**YOUR ASSIGNMENT:**
Whenever a line in the data holds the string "StatefulWorkflow", pull that line out.
Start of EXERCISE DATA
//! Hierarchical workflows.
//!
//! A [`StatefulWorkflow`] turns `(props, state)` into a rendering while
//! declaring, through its [`RenderContext`], the child workflows, workers and
//! event sinks it wants active. A [`WorkflowNode`] keeps one instance alive
//! across renders: it reconciles children and workers against each render's
//! declarations and, on [`tick`](WorkflowNode::tick), waits for the next
//! child output, worker output or event and applies it to its state.

mod action;
mod behavior;
mod context;
mod diagnostic;
mod env;
mod error;
mod id;
mod lifetime;
mod node;
mod running;
mod select;
mod sink;
mod subtree;
mod tree_snapshot;
mod worker;
mod workflow;

pub use action::WorkflowAction;
pub use context::RenderContext;
pub use diagnostic::{ChannelListener, DiagnosticEvent, DiagnosticListener};
pub use env::{NodeEnv, RestorePolicy};
pub use error::WorkflowError;
pub use id::WorkflowId;
pub use lifetime::{DuplicateKey, LifetimeTracker};
pub use node::{NodePhase, WorkflowNode};
pub use sink::Sink;
pub use tree_snapshot::TreeSnapshot;
pub use worker::{TimerWorker, TypedWorker, Worker, side_effect};
pub use workflow::{StatefulWorkflow, StatelessWorkflow};

pub use canopy_snapshot::{Snapshot, SnapshotError};
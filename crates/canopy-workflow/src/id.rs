//! Workflow identity within a parent.

use std::any::type_name;
use std::borrow::Cow;
use std::fmt;

use bytes::{Bytes, BytesMut};
use canopy_snapshot::{SnapshotError, SnapshotSink, SnapshotSource};

/// Identifies a child workflow among its siblings: the workflow's type name
/// plus a caller-chosen key.
#[derive(Debug, Clone, PartialEq, Eq, Hash)]
pub struct WorkflowId {
  type_name: Cow<'static, str>,
  key: String,
}

impl WorkflowId {
  /// The id of workflow type `W` under `key`.
  pub fn of<W: ?Sized + 'static>(key: impl Into<String>) -> Self {
    Self {
      type_name: Cow::Borrowed(type_name::<W>()),
      key: key.into(),
    }
  }

  pub fn new(type_name: impl Into<String>, key: impl Into<String>) -> Self {
    Self {
      type_name: Cow::Owned(type_name.into()),
      key: key.into(),
    }
  }

  pub fn type_name(&self) -> &str {
    &self.type_name
  }

  pub fn key(&self) -> &str {
    &self.key
  }

  /// `utf8-with-length(type name)` followed by `utf8-with-length(key)`.
  pub fn to_bytes(&self) -> Bytes {
    let mut buf = BytesMut::new();
    buf.put_utf8_with_length(&self.type_name);
    buf.put_utf8_with_length(&self.key);
    buf.freeze()
  }

  pub fn from_bytes(mut bytes: Bytes) -> Result<Self, SnapshotError> {
    let type_name = bytes.read_utf8_with_length()?;
    let key = bytes.read_utf8_with_length()?;
    Ok(Self::new(type_name, key))
  }
}

impl fmt::Display for WorkflowId {
  fn fmt(&self, f: &mut fmt::Formatter<'_>) -> fmt::Result {
    if self.key.is_empty() {
      write!(f, "{}", self.type_name)
    } else {
      write!(f, "{}[{}]", self.type_name, self.key)
    }
  }
}

#[cfg(test)]
mod tests {
  use super::*;

  struct Checkout;

  #[test]
  fn restored_ids_equal_typed_ids() {
    let id = WorkflowId::of::<Checkout>("cart");
    let restored = WorkflowId::from_bytes(id.to_bytes()).unwrap();
    assert_eq!(restored, id);
    assert_eq!(restored.key(), "cart");
    assert!(restored.type_name().ends_with("Checkout"));
  }

  #[test]
  fn byte_layout() {
    let bytes = WorkflowId::new("A", "k").to_bytes();
    assert_eq!(bytes.as_ref(), &[0, 0, 0, 1, b'A', 0, 0, 0, 1, b'k']);
  }

  #[test]
  fn display_includes_key_when_present() {
    assert_eq!(WorkflowId::new("Root", "").to_string(), "Root");
    assert_eq!(WorkflowId::new("Item", "3").to_string(), "Item[3]");
  }
}
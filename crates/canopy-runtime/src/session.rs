//! A running workflow tree.

use canopy_snapshot::Snapshot;
use canopy_workflow::StatefulWorkflow;
use tokio::sync::mpsc;
use tokio::task::JoinHandle;
use tokio_util::sync::CancellationToken;

use crate::RuntimeError;

/// The result of one render pass: the root's rendering and a lazy snapshot
/// of the tree as it was rendered.
#[derive(Debug)]
pub struct RenderingAndSnapshot<R> {
  pub rendering: R,
  pub snapshot: Snapshot,
}

type Outcome<O> = Result<Option<O>, RuntimeError>;

/// Handle to a launched workflow tree.
///
/// Renderings arrive in order, one per render pass. Dropping the session does
/// not stop the tree; call [`WorkflowSession::cancel`] or cancel the token the
/// session was launched with.
pub struct WorkflowSession<W: StatefulWorkflow> {
  session_id: String,
  renderings: mpsc::UnboundedReceiver<RenderingAndSnapshot<W::Rendering>>,
  outputs: mpsc::UnboundedReceiver<W::Output>,
  handle: JoinHandle<Outcome<W::Output>>,
  cancel: CancellationToken,
}

impl<W: StatefulWorkflow> WorkflowSession<W> {
  pub(crate) fn new(
    session_id: String,
    renderings: mpsc::UnboundedReceiver<RenderingAndSnapshot<W::Rendering>>,
    outputs: mpsc::UnboundedReceiver<W::Output>,
    handle: JoinHandle<Outcome<W::Output>>,
    cancel: CancellationToken,
  ) -> Self {
    Self {
      session_id,
      renderings,
      outputs,
      handle,
      cancel,
    }
  }

  pub fn session_id(&self) -> &str {
    &self.session_id
  }

  /// Wait for the next render pass. `None` once the session has ended and
  /// every rendering has been received.
  pub async fn next_rendering(&mut self) -> Option<RenderingAndSnapshot<W::Rendering>> {
    self.renderings.recv().await
  }

  /// The next rendering if one is already waiting.
  pub fn try_next_rendering(&mut self) -> Option<RenderingAndSnapshot<W::Rendering>> {
    self.renderings.try_recv().ok()
  }

  /// Wait for the next root output. Only
  /// [`OutputMode::Continuous`](crate::OutputMode::Continuous) sessions
  /// produce outputs here.
  pub async fn next_output(&mut self) -> Option<W::Output> {
    self.outputs.recv().await
  }

  /// Stop the tree. Every node and worker is cancelled before the session
  /// task ends.
  pub fn cancel(&self) {
    self.cancel.cancel();
  }

  pub fn is_finished(&self) -> bool {
    self.handle.is_finished()
  }

  /// Wait for the session to end.
  ///
  /// `Ok(Some(output))` is the root's output in
  /// [`OutputMode::Terminal`](crate::OutputMode::Terminal); `Ok(None)` means
  /// the session was cancelled.
  pub async fn outcome(self) -> Outcome<W::Output> {
    self.handle.await.map_err(|e| RuntimeError::Join {
      message: e.to_string(),
    })?
  }
}
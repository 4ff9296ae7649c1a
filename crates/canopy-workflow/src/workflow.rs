//! The workflow traits.

use canopy_snapshot::{Snapshot, SnapshotError};

use crate::RenderContext;

/// A state machine that renders `(props, state)` into a rendering.
///
/// A workflow value is a stateless description: the runtime keeps one state
/// per live node and hands it to `render` by reference. State only changes by
/// applying a [`WorkflowAction`](crate::WorkflowAction) during a tick.
///
/// ```ignore
/// struct Counter;
///
/// impl StatefulWorkflow for Counter {
///   type Props = ();
///   type State = u32;
///   type Output = ();
///   type Rendering = CounterScreen;
///
///   fn initial_state(&self, _props: &()) -> u32 {
///     0
///   }
///
///   fn render(&self, _props: &(), state: &u32, context: &mut RenderContext<'_, u32, ()>) -> CounterScreen {
///     CounterScreen {
///       count: *state,
///       increment: context.on_event(|()| WorkflowAction::new("increment", |count| {
///         *count += 1;
///         None
///       })),
///     }
///   }
/// }
/// ```
pub trait StatefulWorkflow: Send + Sync + 'static {
  type Props: Clone + PartialEq + Send + 'static;
  type State: Send + 'static;
  type Output: Send + 'static;
  type Rendering: Send + 'static;

  /// State for a node that has no snapshot to restore from.
  fn initial_state(&self, props: &Self::Props) -> Self::State;

  /// State for a node restored from a non-empty snapshot previously produced
  /// by [`StatefulWorkflow::snapshot_state`].
  fn restore_state(
    &self,
    props: &Self::Props,
    snapshot: &Snapshot,
  ) -> Result<Self::State, SnapshotError> {
    let _ = snapshot;
    Ok(self.initial_state(props))
  }

  /// Called before render when the parent passes props unequal to the last
  /// ones.
  fn on_props_changed(&self, old: &Self::Props, new: &Self::Props, state: &mut Self::State) {
    let _ = (old, new, state);
  }

  fn render(
    &self,
    props: &Self::Props,
    state: &Self::State,
    context: &mut RenderContext<'_, Self::State, Self::Output>,
  ) -> Self::Rendering;

  fn snapshot_state(&self, state: &Self::State) -> Snapshot {
    let _ = state;
    Snapshot::empty()
  }
}

/// A workflow without state of its own. It can still run workers and
/// children, and emit outputs from their handlers.
pub trait StatelessWorkflow: Send + Sync + 'static {
  type Props: Clone + PartialEq + Send + 'static;
  type Output: Send + 'static;
  type Rendering: Send + 'static;

  fn render(
    &self,
    props: &Self::Props,
    context: &mut RenderContext<'_, (), Self::Output>,
  ) -> Self::Rendering;
}

impl<T: StatelessWorkflow> StatefulWorkflow for T {
  type Props = <T as StatelessWorkflow>::Props;
  type State = ();
  type Output = <T as StatelessWorkflow>::Output;
  type Rendering = <T as StatelessWorkflow>::Rendering;

  fn initial_state(&self, _props: &<T as StatelessWorkflow>::Props) {}

  fn render(
    &self,
    props: &<T as StatelessWorkflow>::Props,
    _state: &(),
    context: &mut RenderContext<'_, (), <T as StatelessWorkflow>::Output>,
  ) -> <T as StatelessWorkflow>::Rendering {
    StatelessWorkflow::render(self, props, context)
  }
}
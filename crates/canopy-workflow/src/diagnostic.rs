//! Diagnostic events and listeners for observability.
//!
//! Events are emitted while the runtime renders, snapshots and ticks the
//! workflow tree so consumers can trace what the tree is doing. Listeners
//! only observe: nothing they do changes runtime behavior.

use serde::{Deserialize, Serialize};
use tokio::sync::mpsc;

/// Events emitted by the runtime and by every node in the tree.
///
/// `workflow_id` and `worker_id` are numeric ids unique within one runtime
/// session, assigned in creation order.
#[derive(Debug, Clone, PartialEq, Eq, Serialize, Deserialize)]
pub enum DiagnosticEvent {
  /// The runtime has received its first props and is about to render.
  RuntimeStarted {
    session_id: String,
    workflow_type: String,
  },

  /// The runtime loop ended and the tree was cancelled.
  RuntimeStopped { session_id: String },

  BeforeRenderPass { session_id: String },
  AfterRenderPass { session_id: String },
  BeforeSnapshotPass { session_id: String },
  AfterSnapshotPass { session_id: String },

  /// A node received props unequal to its previous ones.
  PropsChanged { workflow_id: u64 },

  /// A node was created.
  WorkflowStarted {
    workflow_id: u64,
    parent_id: Option<u64>,
    workflow_type: String,
    key: String,
    restored: bool,
  },

  /// A node was cancelled.
  WorkflowStopped { workflow_id: u64 },

  BeforeWorkflowRendered { workflow_id: u64 },
  AfterWorkflowRendered { workflow_id: u64 },

  /// A worker instance was started.
  WorkerStarted {
    worker_id: u64,
    workflow_id: u64,
    key: String,
    description: String,
  },

  /// A worker emitted a value.
  WorkerOutput { worker_id: u64, workflow_id: u64 },

  /// A worker finished or was cancelled.
  WorkerStopped { worker_id: u64, workflow_id: u64 },

  /// A sink delivered an action to its node.
  SinkReceived { workflow_id: u64, action: String },

  /// An action was applied to a node's state.
  ActionApplied {
    workflow_id: u64,
    action: String,
    emitted_output: bool,
  },
}

/// Trait for receiving diagnostic events.
///
/// The runtime calls `notify` synchronously from the task driving the tree,
/// so implementations should return quickly.
pub trait DiagnosticListener: Send + Sync {
  fn notify(&self, event: DiagnosticEvent);
}

/// A listener that sends events to an unbounded channel.
#[derive(Debug, Clone)]
pub struct ChannelListener {
  sender: mpsc::UnboundedSender<DiagnosticEvent>,
}

impl ChannelListener {
  /// Create a listener and the receiver its events arrive on.
  pub fn new() -> (Self, mpsc::UnboundedReceiver<DiagnosticEvent>) {
    let (sender, receiver) = mpsc::unbounded_channel();
    (Self { sender }, receiver)
  }
}

impl DiagnosticListener for ChannelListener {
  fn notify(&self, event: DiagnosticEvent) {
    // Receiver dropped: nobody is listening anymore.
    let _ = self.sender.send(event);
  }
}
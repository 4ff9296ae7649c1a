//! Keyed lifetime reconciliation.

use std::fmt;

/// A key was declared twice during the same staging pass.
#[derive(Debug, Clone, Copy, PartialEq, Eq)]
pub struct DuplicateKey;

impl fmt::Display for DuplicateKey {
  fn fmt(&self, f: &mut fmt::Formatter<'_>) -> fmt::Result {
    f.write_str("key declared twice in one pass")
  }
}

impl std::error::Error for DuplicateKey {}

/// Keeps one live instance per key across successive declarations.
///
/// Each pass declares a set of keys. Keys seen in the previous pass keep
/// their instance untouched, new keys get a freshly started instance, and
/// keys that are no longer declared have their instance disposed. Keys are
/// compared with `PartialEq` only, so a key type may carry an equivalence
/// relation that is not a hash (worker equivalence, for example).
///
/// Declaration order is kept: after [`commit`](Self::commit) the instances
/// iterate in the order their keys were declared.
pub struct LifetimeTracker<K, I> {
  active: Vec<(K, I)>,
  staging: Vec<(K, I)>,
}

impl<K: PartialEq, I> LifetimeTracker<K, I> {
  pub fn new() -> Self {
    Self {
      active: Vec::new(),
      staging: Vec::new(),
    }
  }

  /// Reconcile against `cases` in one call: instances for keys in `cases`
  /// are kept or started, every other instance is disposed.
  pub fn track<C>(
    &mut self,
    cases: impl IntoIterator<Item = C>,
    key_of: impl Fn(&C) -> K,
    mut start: impl FnMut(C) -> I,
    dispose: impl FnMut(K, I),
  ) -> Result<(), DuplicateKey> {
    let mut result = Ok(());
    for case in cases {
      let key = key_of(&case);
      match self.retain(&key) {
        Ok(Some(_)) => {}
        Ok(None) => {
          self.start(key, start(case));
        }
        Err(duplicate) => result = Err(duplicate),
      }
    }
    self.commit(dispose);
    result
  }

  /// Move the active instance for `key` into the staging pass.
  ///
  /// Returns `Ok(None)` when no active instance matches, in which case the
  /// caller is expected to [`start`](Self::start) one. Returns
  /// `Err(DuplicateKey)` when `key` was already staged in this pass.
  pub fn retain(&mut self, key: &K) -> Result<Option<&mut I>, DuplicateKey> {
    if self.staging.iter().any(|(staged, _)| staged == key) {
      return Err(DuplicateKey);
    }
    let Some(index) = self.active.iter().position(|(active, _)| active == key) else {
      return Ok(None);
    };
    let (key, instance) = self.active.remove(index);
    Ok(Some(self.start(key, instance)))
  }

  /// Stage a new instance under `key`.
  pub fn start(&mut self, key: K, instance: I) -> &mut I {
    let index = self.staging.len();
    self.staging.push((key, instance));
    &mut self.staging[index].1
  }

  /// The instance staged under `key` in the current pass, if any.
  pub fn staged_mut(&mut self, key: &K) -> Option<&mut I> {
    self
      .staging
      .iter_mut()
      .find(|(staged, _)| staged == key)
      .map(|(_, instance)| instance)
  }

  /// End the pass: dispose every instance that was not retained and make
  /// the staged instances active.
  pub fn commit(&mut self, mut dispose: impl FnMut(K, I)) {
    let stale = std::mem::replace(&mut self.active, std::mem::take(&mut self.staging));
    for (key, instance) in stale {
      dispose(key, instance);
    }
  }

  /// Dispose every instance, staged or active.
  pub fn clear(&mut self, mut dispose: impl FnMut(K, I)) {
    for (key, instance) in self.active.drain(..).chain(self.staging.drain(..)) {
      dispose(key, instance);
    }
  }

  pub fn iter(&self) -> impl Iterator<Item = (&K, &I)> {
    self.active.iter().map(|(key, instance)| (key, instance))
  }

  pub fn iter_mut(&mut self) -> impl Iterator<Item = &mut I> {
    self.active.iter_mut().map(|(_, instance)| instance)
  }

  pub fn len(&self) -> usize {
    self.active.len()
  }

  pub fn is_empty(&self) -> bool {
    self.active.is_empty()
  }
}

impl<K: PartialEq, I> Default for LifetimeTracker<K, I> {
  fn default() -> Self {
    Self::new()
  }
}

#[cfg(test)]
mod tests {
  use super::*;

  #[derive(Debug)]
  struct Instance {
    key: &'static str,
    generation: u32,
  }

  fn pass(
    tracker: &mut LifetimeTracker<&'static str, Instance>,
    keys: &[&'static str],
    generation: u32,
    disposed: &mut Vec<&'static str>,
  ) -> Result<(), DuplicateKey> {
    tracker.track(
      keys.iter().copied(),
      |key| *key,
      |key| Instance { key, generation },
      |key, _| disposed.push(key),
    )
  }

  #[test]
  fn keeps_starts_and_disposes() {
    let mut tracker = LifetimeTracker::new();
    let mut disposed = Vec::new();

    pass(&mut tracker, &["a", "b"], 1, &mut disposed).unwrap();
    pass(&mut tracker, &["b", "c"], 2, &mut disposed).unwrap();

    assert_eq!(disposed, vec!["a"]);
    let live: Vec<_> = tracker
      .iter()
      .map(|(key, instance)| (*key, instance.generation))
      .collect();
    assert_eq!(live, vec![("b", 1), ("c", 2)]);
  }

  #[test]
  fn duplicate_keys_are_reported_and_the_first_kept() {
    let mut tracker = LifetimeTracker::new();
    let mut disposed = Vec::new();

    let result = pass(&mut tracker, &["a", "a"], 1, &mut disposed);
    assert_eq!(result, Err(DuplicateKey));
    assert_eq!(tracker.len(), 1);
    assert!(disposed.is_empty());
  }

  #[test]
  fn staged_form_matches_track() {
    let mut tracker: LifetimeTracker<&'static str, Instance> = LifetimeTracker::new();
    tracker.start("x", Instance { key: "x", generation: 1 });
    tracker.commit(|_, _| panic!("nothing to dispose"));

    assert!(tracker.retain(&"x").unwrap().is_some());
    assert_eq!(tracker.retain(&"x").unwrap_err(), DuplicateKey);
    assert!(tracker.retain(&"y").unwrap().is_none());
    tracker.start("y", Instance { key: "y", generation: 2 });
    assert_eq!(tracker.staged_mut(&"y").unwrap().generation, 2);

    let mut disposed = Vec::new();
    tracker.commit(|key, _| disposed.push(key));
    assert!(disposed.is_empty());
    assert_eq!(tracker.len(), 2);
  }

  #[test]
  fn clear_disposes_everything() {
    let mut tracker = LifetimeTracker::new();
    let mut disposed = Vec::new();
    pass(&mut tracker, &["a", "b"], 1, &mut disposed).unwrap();

    tracker.clear(|_, instance: Instance| disposed.push(instance.key));
    assert_eq!(disposed, vec!["a", "b"]);
    assert!(tracker.is_empty());
  }
}
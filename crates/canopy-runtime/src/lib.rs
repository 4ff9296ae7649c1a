//! Canopy Runtime
//!
//! Drives a workflow tree from the outside. [`WorkflowRuntime`] owns the root
//! workflow and its [`RuntimeConfig`]; [`WorkflowRuntime::launch`] renders the
//! root with the first props, then spawns a task that re-renders after every
//! tick and every props change until the root finishes or is cancelled.
//! Each render pass is published on the [`WorkflowSession`] together with a
//! lazy snapshot of the whole tree.

mod config;
mod error;
mod listener;
mod runtime;
mod session;

pub use config::{OutputMode, RuntimeConfig};
pub use error::RuntimeError;
pub use listener::{
  ChainedListener, ChildWorker, ChildWorkflow, DebugSnapshot, DebugSnapshotListener, TracingListener,
  UpdateKind, UpdateSource, WorkflowHierarchy, WorkflowUpdate,
};
pub use runtime::WorkflowRuntime;
pub use session::{RenderingAndSnapshot, WorkflowSession};
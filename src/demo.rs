//! The mission demo: a mission runs one countdown child per stage.

use std::fmt;
use std::time::Duration;

use canopy_snapshot::SnapshotSource;
use canopy_workflow::{
  RenderContext, Sink, Snapshot, SnapshotError, StatefulWorkflow, TimerWorker, WorkflowAction,
};
use serde::Serialize;

#[derive(Debug, Clone, PartialEq)]
pub struct CountdownProps {
  pub from: u32,
  pub interval: Duration,
}

#[derive(Debug, Clone, Copy, PartialEq, Eq)]
pub enum CountdownOutcome {
  Finished,
  Aborted,
}

pub struct CountdownScreen {
  pub remaining: u32,
  pub abort: Sink<()>,
}

/// Counts down from `from` to zero, one step per `interval`.
pub struct Countdown;

impl StatefulWorkflow for Countdown {
  type Props = CountdownProps;
  type State = u32;
  type Output = CountdownOutcome;
  type Rendering = CountdownScreen;

  fn initial_state(&self, props: &CountdownProps) -> u32 {
    props.from
  }

  fn restore_state(&self, _props: &CountdownProps, snapshot: &Snapshot) -> Result<u32, SnapshotError> {
    let remaining = snapshot.parse(|src| src.read_i32())?;
    u32::try_from(remaining)
      .map_err(|_| SnapshotError::invalid(format!("negative countdown {remaining}")))
  }

  fn on_props_changed(&self, old: &CountdownProps, new: &CountdownProps, remaining: &mut u32) {
    if old.from != new.from {
      *remaining = new.from;
    }
  }

  fn render(
    &self,
    props: &CountdownProps,
    remaining: &u32,
    context: &mut RenderContext<'_, u32, CountdownOutcome>,
  ) -> CountdownScreen {
    if *remaining > 0 {
      // One timer per value, so each step starts a fresh delay.
      let timer = TimerWorker::new(props.interval, remaining.to_string());
      context.running_worker(timer, "tick", |()| {
        WorkflowAction::new("tick", |remaining: &mut u32| {
          *remaining = remaining.saturating_sub(1);
          (*remaining == 0).then_some(CountdownOutcome::Finished)
        })
      });
    }

    CountdownScreen {
      remaining: *remaining,
      abort: context.on_event(|()| WorkflowAction::emit_output(CountdownOutcome::Aborted)),
    }
  }

  fn snapshot_state(&self, remaining: &u32) -> Snapshot {
    Snapshot::of_i32(*remaining as i32)
  }
}

#[derive(Debug, Clone, PartialEq)]
pub struct MissionProps {
  pub stages: Vec<String>,
  pub count_from: u32,
  pub interval: Duration,
}

#[derive(Debug, Clone, PartialEq, Eq, Serialize)]
#[serde(tag = "outcome", rename_all = "snake_case")]
pub enum MissionOutput {
  Completed { stages: usize },
  Aborted { stage: String },
}

pub struct MissionScreen {
  pub stage: Option<String>,
  pub completed: usize,
  pub total: usize,
  pub countdown: Option<CountdownScreen>,
}

impl MissionScreen {
  /// Abort the running stage. Returns false when no stage is running or the
  /// rendering is stale.
  pub fn abort(&self) -> bool {
    self
      .countdown
      .as_ref()
      .is_some_and(|countdown| countdown.abort.send(()).is_ok())
  }
}

impl fmt::Display for MissionScreen {
  fn fmt(&self, f: &mut fmt::Formatter<'_>) -> fmt::Result {
    write!(f, "[{}/{}] ", self.completed, self.total)?;
    match (&self.stage, &self.countdown) {
      (Some(stage), Some(countdown)) => write!(f, "{stage}: {}", countdown.remaining),
      _ => write!(f, "done"),
    }
  }
}

/// Runs its stages in order; each stage is a [`Countdown`] child.
pub struct Mission;

impl StatefulWorkflow for Mission {
  type Props = MissionProps;
  type State = usize;
  type Output = MissionOutput;
  type Rendering = MissionScreen;

  fn initial_state(&self, _props: &MissionProps) -> usize {
    0
  }

  fn restore_state(&self, props: &MissionProps, snapshot: &Snapshot) -> Result<usize, SnapshotError> {
    let completed = snapshot.parse(|src| src.read_i32())?;
    usize::try_from(completed)
      .ok()
      .filter(|completed| *completed <= props.stages.len())
      .ok_or_else(|| SnapshotError::invalid(format!("stage {completed} out of range")))
  }

  fn render(
    &self,
    props: &MissionProps,
    completed: &usize,
    context: &mut RenderContext<'_, usize, MissionOutput>,
  ) -> MissionScreen {
    let total = props.stages.len();
    let Some(stage) = props.stages.get(*completed) else {
      return MissionScreen {
        stage: None,
        completed: *completed,
        total,
        countdown: None,
      };
    };

    let countdown_props = CountdownProps {
      from: props.count_from,
      interval: props.interval,
    };
    let name = stage.clone();
    let countdown = context.render_child(
      Countdown,
      countdown_props,
      format!("{completed}-{stage}"),
      move |outcome| match outcome {
        CountdownOutcome::Finished => WorkflowAction::new("stage_finished", move |completed: &mut usize| {
          *completed += 1;
          (*completed == total).then_some(MissionOutput::Completed { stages: total })
        }),
        CountdownOutcome::Aborted => WorkflowAction::emit_output(MissionOutput::Aborted {
          stage: name.clone(),
        }),
      },
    );

    MissionScreen {
      stage: Some(stage.clone()),
      completed: *completed,
      total,
      countdown: Some(countdown),
    }
  }

  fn snapshot_state(&self, completed: &usize) -> Snapshot {
    Snapshot::of_i32(*completed as i32)
  }
}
End of EXERCISE DATA
**RESPONSE:**
//! A [`StatefulWorkflow`] turns `(props, state)` into a rendering while
pub use workflow::{StatefulWorkflow, StatelessWorkflow};
use canopy_workflow::StatefulWorkflow;
pub struct WorkflowSession<W: StatefulWorkflow> {
impl<W: StatefulWorkflow> WorkflowSession<W> {
/// impl StatefulWorkflow for Counter {
pub trait StatefulWorkflow: Send + Sync + 'static {
  /// by [`StatefulWorkflow::snapshot_state`].
impl<T: StatelessWorkflow> StatefulWorkflow for T {
  RenderContext, Sink, Snapshot, SnapshotError, StatefulWorkflow, TimerWorker, WorkflowAction,
impl StatefulWorkflow for Countdown {
impl StatefulWorkflow for Mission {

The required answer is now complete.